Die anderen standen in Gruppen zusammen, einige machten Fotos. Es waren hauptsächlich ältere Dienstgrade, wahrscheinlich Angehörige irgendeines Stabes. Auf dem Rollfeld war alles ruhig. Unsere Maschine rührte sich nicht. Eine andere Maschine stand verlassen vor dem Hauptgebäude. Jenseits des Flughafens war kein Mensch zu sehen. Das Gelände war übersichtlich. Ich schätzte die Entfernung zu den nächstgelegenen Häusern auf einen knappen Kilometer - und entspannte mich etwas.

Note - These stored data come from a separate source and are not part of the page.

impl From<WellbeingCliError> for CliError {
    fn from(e: WellbeingCliError) -> Self {
        match e {
            WellbeingCliError::Io(e) => CliError {
                code: "IO_ERROR".to_string(),
                message: e.to_string(),
                hint: Some("Check file paths and permissions".to_string()),
            },
            WellbeingCliError::Engine(e) => {
                let hint = match &e {
                    WellbeingError::InsufficientData(_) => {
                        Some("Provide records covering the evaluation window".to_string())
                    }
                    WellbeingError::Config(_) | WellbeingError::Toml(_) => {
                        Some("Run 'wellbeing doctor --config <file>' for details".to_string())
                    }
                    WellbeingError::InvalidInput(_) => {
                        Some("Run 'wellbeing validate' for details".to_string())
                    }
                    _ => None,
                };
                CliError {
                    code: e.code().to_string(),
                    message: e.to_string(),
                    hint,
                }
            }
            WellbeingCliError::Json(e) => CliError {
                code: "JSON_ERROR".to_string(),
                message: e.to_string(),
                hint: Some("Check JSON syntax".to_string()),
            },
            WellbeingCliError::Validation(e) => CliError {
                code: "VALIDATION_ERROR".to_string(),
                message: e.to_string(),
                hint: Some("Run 'wellbeing validate' for details".to_string()),
            },
            WellbeingCliError::NoRecords => CliError {
                code: "NO_RECORDS".to_string(),
                message: "No health records found in input".to_string(),
                hint: Some("Ensure the records file is not empty".to_string()),
            },
            WellbeingCliError::ValidationFailed(count) => CliError {
                code: "VALIDATION_FAILED".to_string(),
                message: format!("{count} records failed validation"),
                hint: Some("Fix validation errors and retry".to_string()),
            },
            WellbeingCliError::DoctorFailed => CliError {
                code: "DOCTOR_FAILED".to_string(),
                message: "One or more health checks failed".to_string(),
                hint: Some("Review the doctor report for details".to_string()),
            },
            WellbeingCliError::ParseError(msg) => CliError {
                code: "PARSE_ERROR".to_string(),
                message: msg,
                hint: Some("Check input format".to_string()),
            },
        }
    }
}
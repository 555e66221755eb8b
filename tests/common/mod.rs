use assert_cmd::Command;
use std::path::Path;

pub fn gradetrack_cmd() -> Command {
    let mut cmd = Command::cargo_bin("gradetrack").unwrap();
    cmd.env_remove("GRADETRACK_ROOT");
    cmd.env_remove("GRADETRACK_LOG");
    cmd
}

/// Initialize a workspace at `path` with a three year horizon and target 2.0
#[allow(dead_code)]
pub fn init_workspace(path: &Path) {
    gradetrack_cmd()
        .arg("init")
        .arg(path)
        .args(["--target-time", "3", "--target-grade", "2.0"])
        .assert()
        .success();
}

/// Run a command inside the workspace at `path`
#[allow(dead_code)]
pub fn in_workspace(path: &Path) -> Command {
    let mut cmd = gradetrack_cmd();
    cmd.current_dir(path);
    cmd
}
//! Output formatting utilities

use crate::application::{CourseRow, Dashboard};
use crate::domain::{BurndownProjection, GradeComparison};
use crate::infrastructure::Config;

const NOT_AVAILABLE: &str = "N/A";

fn format_grade(grade: Option<f64>) -> String {
    grade.map_or_else(|| NOT_AVAILABLE.to_string(), |g| format!("{:.2}", g))
}

/// Format the configured goals
pub fn format_config(config: &Config) -> String {
    format!(
        "target_time = {}\ntarget_grade = {}\ncreated = {}\n",
        config.target_time,
        config.target_grade,
        config.created.to_rfc3339()
    )
}

/// Format course rows as an aligned table
pub fn format_course_table(rows: &[CourseRow]) -> String {
    if rows.is_empty() {
        return "No courses found".to_string();
    }

    let width = rows
        .iter()
        .map(|r| r.name.chars().count())
        .max()
        .unwrap_or(0)
        .max("Name".len());

    let mut output = format!(
        "{:<width$}  {:>7}  {:>5}  {:>6}  {:>8}\n",
        "Name",
        "Credits",
        "Grade",
        "Target",
        "Semester",
        width = width
    );
    for row in rows {
        output.push_str(&format!(
            "{:<width$}  {:>7}  {:>5}  {:>6.2}  {:>8}\n",
            row.name,
            row.credits,
            format_grade(row.grade),
            row.target_grade,
            row.semester,
            width = width
        ));
    }
    output
}

/// Format the weighted average line
pub fn format_average(average: Option<f64>) -> String {
    format!("Weighted average: {}\n", format_grade(average))
}

/// Format current grade against the target
pub fn format_comparison(comparison: &GradeComparison) -> String {
    let verdict = if comparison.actual == 0.0 {
        "no grades yet"
    } else if comparison.on_track() {
        "on track"
    } else {
        "behind target"
    };

    format!(
        "Current grade: {:.2}\nTarget grade:  {:.2}\nStatus:        {}\n",
        comparison.actual, comparison.target, verdict
    )
}

/// Format the burndown series, one semester per line
pub fn format_burndown(projection: &BurndownProjection) -> String {
    if projection.periods.is_empty() {
        return "No semesters planned".to_string();
    }

    let mut output = format!(
        "Planned credits: {}  earned: {}  remaining: {}\n",
        projection.target_credits,
        projection.earned_credits,
        projection.remaining_credits()
    );
    output.push_str(&format!(
        "{:>8}  {:>8}  {:>8}  {:>8}\n",
        "Semester", "Actual", "Ideal", "Average"
    ));

    let average = projection.average_rate_series();
    for (idx, period) in projection.periods.iter().enumerate() {
        let avg = average
            .get(idx)
            .map_or_else(|| NOT_AVAILABLE.to_string(), |v| format!("{:.2}", v));
        output.push_str(&format!(
            "{:>8}  {:>8.2}  {:>8.2}  {:>8}\n",
            period, projection.actual[idx], projection.ideal[idx], avg
        ));
    }
    output
}

/// Format the full dashboard
pub fn format_dashboard(dashboard: &Dashboard) -> String {
    let mut output = format!(
        "Target time: {} years\nTarget semesters: {}\nTarget grade: {}\n\n",
        dashboard.target_time, dashboard.target_semesters, dashboard.target_grade
    );

    output.push_str(&format_course_table(&dashboard.rows));
    output.push('\n');
    output.push_str(&format_average(dashboard.average_grade));
    output.push('\n');
    output.push_str(&format_comparison(&dashboard.comparison));
    output.push('\n');
    output.push_str(&format_burndown(&dashboard.burndown));

    if !dashboard.outside_horizon.is_empty() {
        output.push_str(&format!(
            "\nWarning: placed beyond semester {}: {}\n",
            dashboard.target_semesters,
            dashboard.outside_horizon.join(", ")
        ));
    }

    output
}
//! Error types for gradetrack

use std::path::PathBuf;
use thiserror::Error;

/// Main error type for gradetrack application
#[derive(Debug, Error)]
pub enum GradeTrackError {
    #[error("Not a gradetrack directory: {0}")]
    NotGradeTrackDirectory(PathBuf),

    #[error("Invalid course: {0}")]
    InvalidCourse(String),

    #[error("Invalid input: {0}")]
    InvalidInput(String),

    #[error("Course not found: {0}")]
    CourseNotFound(String),

    #[error("Course store is corrupt: {0}")]
    CorruptCourseStore(String),

    #[error("IO error: {0}")]
    Io(#[from] std::io::Error),

    #[error("Configuration error: {0}")]
    Config(String),

    #[error("JSON error: {0}")]
    Json(#[from] serde_json::Error),
}

impl GradeTrackError {
    /// Get the exit code for this error
    pub fn exit_code(&self) -> i32 {
        match self {
            GradeTrackError::NotGradeTrackDirectory(_) => 2,
            GradeTrackError::InvalidCourse(_) | GradeTrackError::InvalidInput(_) => 3,
            GradeTrackError::CourseNotFound(_) => 4,
            _ => 1,
        }
    }

    /// Get a user-friendly error message with suggestions
    pub fn display_with_suggestions(&self) -> String {
        match self {
            GradeTrackError::NotGradeTrackDirectory(path) => {
                format!(
                    "Not a gradetrack directory: {}\n\n\
                    Suggestions:\n\
                    • Run 'gradetrack init --target-time 3 --target-grade 2.0' to start tracking\n\
                    • Navigate to an existing gradetrack directory\n\
                    • Set GRADETRACK_ROOT environment variable to your workspace path",
                    path.display()
                )
            }
            GradeTrackError::CourseNotFound(name) => {
                format!(
                    "Course not found: '{}'\n\n\
                    Suggestions:\n\
                    • Course names are case-sensitive\n\
                    • Use 'gradetrack list' to see all courses",
                    name
                )
            }
            GradeTrackError::InvalidInput(msg) => {
                if msg.contains("semester") {
                    format!(
                        "Invalid input: {}\n\n\
                        Semesters run from 1 to target_time * 2.\n\
                        Check the horizon with: gradetrack config target_time",
                        msg
                    )
                } else if msg.contains("grade") {
                    format!(
                        "Invalid input: {}\n\n\
                        Grades use a 1.0 (best) to 5.0 (fail) scale; 0 clears a grade.",
                        msg
                    )
                } else {
                    self.to_string()
                }
            }
            GradeTrackError::CorruptCourseStore(msg) => {
                format!(
                    "Course store is corrupt: {}\n\n\
                    Suggestions:\n\
                    • Inspect .gradetrack/courses.json and fix the JSON by hand\n\
                    • Move the file away to start with an empty course list",
                    msg
                )
            }
            _ => self.to_string(),
        }
    }
}

/// Result type using GradeTrackError
pub type Result<T> = std::result::Result<T, GradeTrackError>;
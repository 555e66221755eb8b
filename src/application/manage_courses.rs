//! Course add/edit/list use cases

use crate::domain::course::{BEST_GRADE, MAX_CREDITS, WORST_GRADE};
use crate::domain::study_config::check_grade_range;
use crate::domain::{Course, CourseRegistry, SaveOutcome, StudyConfig, PENDING_GRADE};
use crate::error::{GradeTrackError, Result};
use crate::infrastructure::StudyRepository;
use tracing::{info, warn};

/// Fields entered for a new course. New courses start without a grade.
#[derive(Debug, Clone, PartialEq)]
pub struct CourseDraft {
    pub name: String,
    pub credits: u32,
    pub target_grade: f64,
    pub semester: u32,
}

/// Fields to change on an existing course; `None` keeps the current value
#[derive(Debug, Clone, Default, PartialEq)]
pub struct CourseChanges {
    pub rename: Option<String>,
    pub credits: Option<u32>,
    /// `0` clears the grade back to "not graded yet"
    pub grade: Option<f64>,
    pub target_grade: Option<f64>,
    pub semester: Option<u32>,
}

/// Service owning the loaded course registry for one load/mutate/save cycle
pub struct CourseService<R: StudyRepository> {
    repository: R,
    registry: CourseRegistry,
}

impl<R: StudyRepository> CourseService<R> {
    /// Load the stored courses into a new service
    pub fn load(repository: R) -> Result<Self> {
        let registry = CourseRegistry::new(repository.load_courses()?);
        Ok(CourseService {
            repository,
            registry,
        })
    }

    pub fn registry(&self) -> &CourseRegistry {
        &self.registry
    }

    /// Add a course and save. A rejected save rolls the addition back.
    pub fn add(&mut self, config: &StudyConfig, draft: CourseDraft) -> Result<SaveOutcome> {
        let name = checked_name(&draft.name)?;
        check_credit_limit(draft.credits)?;
        check_grade_range("target_grade", draft.target_grade)?;
        CourseRegistry::check_placement(config, draft.semester)?;

        let course = Course::new(
            name,
            draft.credits,
            Some(PENDING_GRADE),
            draft.target_grade,
            draft.semester,
        )?;

        let index = self.registry.push(course);
        let outcome = self.repository.save_courses(self.registry.courses())?;

        if outcome.is_saved() {
            info!(course = %draft.name.trim(), "course added");
        } else {
            self.registry.remove(index);
            warn!(course = %draft.name.trim(), "course already exists, addition rolled back");
        }

        Ok(outcome)
    }

    /// Apply `changes` to the course called `name` and save. A rejected save
    /// restores the previous course.
    pub fn edit(
        &mut self,
        config: &StudyConfig,
        name: &str,
        changes: CourseChanges,
    ) -> Result<SaveOutcome> {
        let index = self
            .registry
            .position(name)
            .ok_or_else(|| GradeTrackError::CourseNotFound(name.to_string()))?;

        let mut updated = self.registry.courses()[index].clone();
        apply_changes(&mut updated, config, changes)?;

        let previous = self
            .registry
            .replace(index, updated)
            .ok_or_else(|| GradeTrackError::CourseNotFound(name.to_string()))?;
        let outcome = self.repository.save_courses(self.registry.courses())?;

        if outcome.is_saved() {
            info!(course = %name, "course edited");
        } else {
            self.registry.replace(index, previous);
            warn!(course = %name, "edit would duplicate a course name, rolled back");
        }

        Ok(outcome)
    }

    /// Courses ordered by semester
    pub fn list(&mut self) -> &[Course] {
        self.registry.sort_by_semester();
        self.registry.courses()
    }
}

fn checked_name(name: &str) -> Result<String> {
    let trimmed = name.trim();
    if trimmed.is_empty() {
        return Err(GradeTrackError::InvalidInput(
            "course name must not be empty".to_string(),
        ));
    }
    Ok(trimmed.to_string())
}

/// Zero credits are left to the entity, which reports them as an invalid course
fn check_credit_limit(credits: u32) -> Result<()> {
    if credits > MAX_CREDITS {
        return Err(GradeTrackError::InvalidInput(format!(
            "credits {} above the limit of {} per course",
            credits, MAX_CREDITS
        )));
    }
    Ok(())
}

fn apply_changes(course: &mut Course, config: &StudyConfig, changes: CourseChanges) -> Result<()> {
    if let Some(name) = changes.rename {
        course.rename(checked_name(&name)?)?;
    }
    if let Some(credits) = changes.credits {
        check_credit_limit(credits)?;
        course.set_credits(credits)?;
    }
    if let Some(grade) = changes.grade {
        if grade != PENDING_GRADE && !(BEST_GRADE..=WORST_GRADE).contains(&grade) {
            return Err(GradeTrackError::InvalidInput(format!(
                "grade {} outside 0.0..={:.1}",
                grade, WORST_GRADE
            )));
        }
        course.set_grade(Some(grade));
    }
    if let Some(target_grade) = changes.target_grade {
        check_grade_range("target_grade", target_grade)?;
        course.set_target_grade(target_grade);
    }
    if let Some(semester) = changes.semester {
        CourseRegistry::check_placement(config, semester)?;
        course.set_semester(semester);
    }
    Ok(())
}
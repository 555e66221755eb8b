//! Infrastructure layer - External I/O and persistence

pub mod config;
pub mod memory;
pub mod repository;

pub use config::Config;
pub use memory::InMemoryRepository;
pub use repository::{FileSystemRepository, StudyRepository};
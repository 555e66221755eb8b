//! CLI command definitions

use clap::{Parser, Subcommand};
use std::path::PathBuf;

#[derive(Parser, Debug)]
#[command(name = "gradetrack")]
#[command(about = "Track credits and grades toward a degree", long_about = None)]
#[command(version)]
pub struct Cli {
    /// Show debug logging on stderr
    #[arg(short, long, global = true)]
    pub verbose: bool,

    #[command(subcommand)]
    pub command: Option<Commands>,
}

#[derive(Subcommand, Debug)]
pub enum Commands {
    /// Initialize a new workspace
    Init {
        /// Directory to initialize (default: current directory)
        #[arg(default_value = ".")]
        path: PathBuf,

        /// Years planned until graduation
        #[arg(short = 't', long)]
        target_time: u32,

        /// Target final grade (1.0 best, 5.0 fail)
        #[arg(short = 'g', long)]
        target_grade: f64,
    },

    /// View or modify configuration
    Config {
        /// Config key to get or set
        key: Option<String>,

        /// Value to set (if provided, sets the key)
        value: Option<String>,

        /// List all configuration
        #[arg(short, long)]
        list: bool,
    },

    /// Add a course
    Add {
        /// Course name (must be unique)
        name: String,

        /// Credit points
        #[arg(short, long)]
        credits: u32,

        /// Target grade for this course
        #[arg(short = 'g', long)]
        target_grade: f64,

        /// Semester the course is placed in
        #[arg(short, long)]
        semester: u32,
    },

    /// Edit an existing course
    Edit {
        /// Name of the course to edit
        name: String,

        /// New name
        #[arg(long)]
        rename: Option<String>,

        /// New credit points
        #[arg(short, long)]
        credits: Option<u32>,

        /// Earned grade (0 clears it)
        #[arg(long)]
        grade: Option<f64>,

        /// New target grade
        #[arg(short = 'g', long)]
        target_grade: Option<f64>,

        /// New semester
        #[arg(short, long)]
        semester: Option<u32>,
    },

    /// List courses ordered by semester
    List,

    /// Compare the current grade with the target grade
    Progress,

    /// Show the credit burndown projection
    Burndown {
        /// Print the projection as JSON
        #[arg(long)]
        json: bool,
    },

    /// Show goals, courses, grades and burndown together
    Status,
}
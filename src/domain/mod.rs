//! Domain layer - Course model and progress calculations

pub mod burndown;
pub mod course;
pub mod progress;
pub mod registry;
pub mod study_config;

pub use burndown::{project, BurndownProjection};
pub use course::{Course, CourseRecord, PENDING_GRADE};
pub use progress::{average_grade, current_vs_target, GradeComparison};
pub use registry::{duplicate_names, CourseRegistry, SaveOutcome};
pub use study_config::StudyConfig;
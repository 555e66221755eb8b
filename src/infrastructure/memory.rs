//! In-memory repository, used as a test double for the services

use crate::domain::{duplicate_names, Course, SaveOutcome};
use crate::error::{GradeTrackError, Result};
use crate::infrastructure::{Config, StudyRepository};
use std::cell::{Cell, RefCell};
use std::path::PathBuf;

#[derive(Debug, Default)]
pub struct InMemoryRepository {
    root: PathBuf,
    initialized: Cell<bool>,
    config: RefCell<Option<Config>>,
    courses: RefCell<Vec<Course>>,
    writes: Cell<usize>,
}

impl InMemoryRepository {
    pub fn new() -> Self {
        Self::default()
    }

    /// An initialized repository holding `config` and `courses`
    pub fn with_state(config: Config, courses: Vec<Course>) -> Self {
        let repo = Self::new();
        repo.initialized.set(true);
        *repo.config.borrow_mut() = Some(config);
        *repo.courses.borrow_mut() = courses;
        repo
    }

    /// Courses as last persisted
    pub fn stored_courses(&self) -> Vec<Course> {
        self.courses.borrow().clone()
    }

    /// Number of successful course writes
    pub fn writes(&self) -> usize {
        self.writes.get()
    }
}

impl StudyRepository for InMemoryRepository {
    fn is_initialized(&self) -> bool {
        self.initialized.get()
    }

    fn initialize(&self) -> Result<()> {
        if self.initialized.replace(true) {
            return Err(GradeTrackError::Config(
                "Directory already initialized".to_string(),
            ));
        }
        Ok(())
    }

    fn load_config(&self) -> Result<Config> {
        if !self.initialized.get() {
            return Err(GradeTrackError::NotGradeTrackDirectory(self.root.clone()));
        }
        self.config
            .borrow()
            .clone()
            .ok_or_else(|| GradeTrackError::Config("config not found".to_string()))
    }

    fn save_config(&self, config: &Config) -> Result<()> {
        *self.config.borrow_mut() = Some(config.clone());
        Ok(())
    }

    fn load_courses(&self) -> Result<Vec<Course>> {
        Ok(self.stored_courses())
    }

    fn save_courses(&self, courses: &[Course]) -> Result<SaveOutcome> {
        let names = duplicate_names(courses);
        if !names.is_empty() {
            return Ok(SaveOutcome::DuplicatesRejected { names });
        }
        *self.courses.borrow_mut() = courses.to_vec();
        self.writes.set(self.writes.get() + 1);
        Ok(SaveOutcome::Saved)
    }
}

Nach einiger Zeit kam ein Hauptfeldwebel und teilte uns mit, daß wir Schwierigkeiten bei der Einreise hätten. Wir sollten uns auf einen längeren Aufenthalt einstellen. Was denn für Schwierigkeiten, wollte ein älterer Stabsoffizier wissen. Der Hauptfeldwebel sah den Mann an, zögerte kurz und sagte dann: "Die Franzosen wollen uns nicht einreisen lassen."

Zurück zum ersten Teil. - Weiter zum nächsten Teil.

Kommentare:

Elsa hat gesagt…

Der Balkan?
Machs nicht so spannend *gg*.

Tiberius hat gesagt…

Balkan ist korrekt. Die Stadt ist Sarajevo. Die Mission hieß SFOR.